Nuclear mechano-pathology of tumor microenvironment

Team: Saradha Venkatachalapthy (PhD student), Paulina Schärer (Technician)

Tumor microenvironment is characterized by complex mechano-chemical interactions between cancer cells, extracellular matrix and the resident stromal cells. We recently demonstrated that nuclear morphometrics and chromatin condensation patterns, obtained using single-cell imaging combined with machine learning methods, provide robust mechano-genomic score (MGS) to classify normal and cancer cells at various stages of breast tumor progression. In the next phase, we are exploring if the MGS score on human breast tumor biopsies, combined with multi-color immunofluorescence and spatial transcriptomics, could provide mechanistic insights on the nuclear mechano-pathology of tumor microenvironment.

Chromatin biomarkers for early cancer diagnostics

Team: Daniel Paysan (PhD student), Kiran Challa (Postdoctoral fellow)

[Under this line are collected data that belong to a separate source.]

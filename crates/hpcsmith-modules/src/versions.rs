//! Latest-release discovery from upstream directory listings.

use once_cell::sync::Lazy;
use regex::Regex;
use thiserror::Error;

pub const PYTHON_INDEX: &str = "https://www.python.org/ftp/python/";
pub const GCC_INDEX: &str = "https://ftp.gnu.org/gnu/gcc/";

/// `href="X.Y.Z/"` anchors in the python.org FTP listing.
static PYTHON_RELEASE_RE: Lazy<Regex> =
    Lazy::new(|| Regex::new(r#"href="(\d+\.\d+\.\d+)/""#).unwrap());

/// `gcc-X.Y.Z/` directories in the GNU mirror listing.
static GCC_RELEASE_RE: Lazy<Regex> = Lazy::new(|| Regex::new(r"gcc-(\d+\.\d+\.\d+)/").unwrap());

#[derive(Error, Debug)]
pub enum VersionError {
    #[error("failed to fetch {url}: {source}")]
    Fetch { url: String, source: reqwest::Error },
    #[error("no release versions found at {0}")]
    NoReleases(String),
}

/// Newest CPython release advertised upstream.
pub async fn latest_python_release() -> Result<String, VersionError> {
    let listing = fetch_listing(PYTHON_INDEX).await?;
    newest_release(&PYTHON_RELEASE_RE, &listing)
        .ok_or_else(|| VersionError::NoReleases(PYTHON_INDEX.to_string()))
}

/// Newest GCC release advertised upstream.
pub async fn latest_gcc_release() -> Result<String, VersionError> {
    let listing = fetch_listing(GCC_INDEX).await?;
    newest_release(&GCC_RELEASE_RE, &listing)
        .ok_or_else(|| VersionError::NoReleases(GCC_INDEX.to_string()))
}

async fn fetch_listing(url: &str) -> Result<String, VersionError> {
    let fetch_err = |source| VersionError::Fetch {
        url: url.to_string(),
        source,
    };

    let response = reqwest::get(url).await.map_err(fetch_err)?;
    let response = response.error_for_status().map_err(fetch_err)?;
    response.text().await.map_err(fetch_err)
}

/// Numerically-largest `X.Y.Z` captured by the pattern.
fn newest_release(pattern: &Regex, listing: &str) -> Option<String> {
    let mut best: Option<(u32, u32, u32)> = None;

    for caps in pattern.captures_iter(listing) {
        let Some(version) = parse_triple(&caps[1]) else {
            continue;
        };
        if best.is_none_or(|b| version > b) {
            best = Some(version);
        }
    }

    best.map(|(major, minor, patch)| format!("{major}.{minor}.{patch}"))
}

fn parse_triple(s: &str) -> Option<(u32, u32, u32)> {
    let mut parts = s.split('.');
    let major = parts.next()?.parse().ok()?;
    let minor = parts.next()?.parse().ok()?;
    let patch = parts.next()?.parse().ok()?;
    Some((major, minor, patch))
}

#[cfg(test)]
mod tests {
    use super::*;

    #[test]
    fn test_python_listing_sorts_numerically() {
        let listing = r#"
<a href="3.9.19/">3.9.19/</a>
<a href="3.13.1/">3.13.1/</a>
<a href="3.10.14/">3.10.14/</a>
<a href="2.7.18/">2.7.18/</a>
"#;
        assert_eq!(
            newest_release(&PYTHON_RELEASE_RE, listing).as_deref(),
            Some("3.13.1")
        );
    }

    #[test]
    fn test_gcc_listing() {
        let listing = r#"
<a href="gcc-13.3.0/">gcc-13.3.0/</a>
<a href="gcc-14.2.0/">gcc-14.2.0/</a>
<a href="gcc-9.5.0/">gcc-9.5.0/</a>
"#;
        assert_eq!(
            newest_release(&GCC_RELEASE_RE, listing).as_deref(),
            Some("14.2.0")
        );
    }

    #[test]
    fn test_listing_without_versions() {
        assert!(newest_release(&PYTHON_RELEASE_RE, "<html></html>").is_none());
    }

    #[test]
    fn test_parse_triple() {
        assert_eq!(parse_triple("4.1.6"), Some((4, 1, 6)));
        assert_eq!(parse_triple("4.1"), None);
        assert_eq!(parse_triple("a.b.c"), None);
    }
}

Growth of solid tumours have been shown to secrete complex signals; including DNA, exosomes and diffusible signalling molecules within the tissue microenvironments. Importantly, some of these signals are also present in circulating blood resulting in the development of liquid biopsies for early cancer prognosis. Our recent studies demonstrate that cells exhibit subtle chromatin structural alterations, when subjected to cytokine signals. We hypothesize that the chromatin structure of circulating blood cells may be poised for tumor signals and could therefore serve as potential biomarker. Towards this, we are exploring single-cell fluorescence imaging combined with sequencing and machine learning methods to develop robust chromatin biomarkers using liquid biopsies for early cancer diagnostics.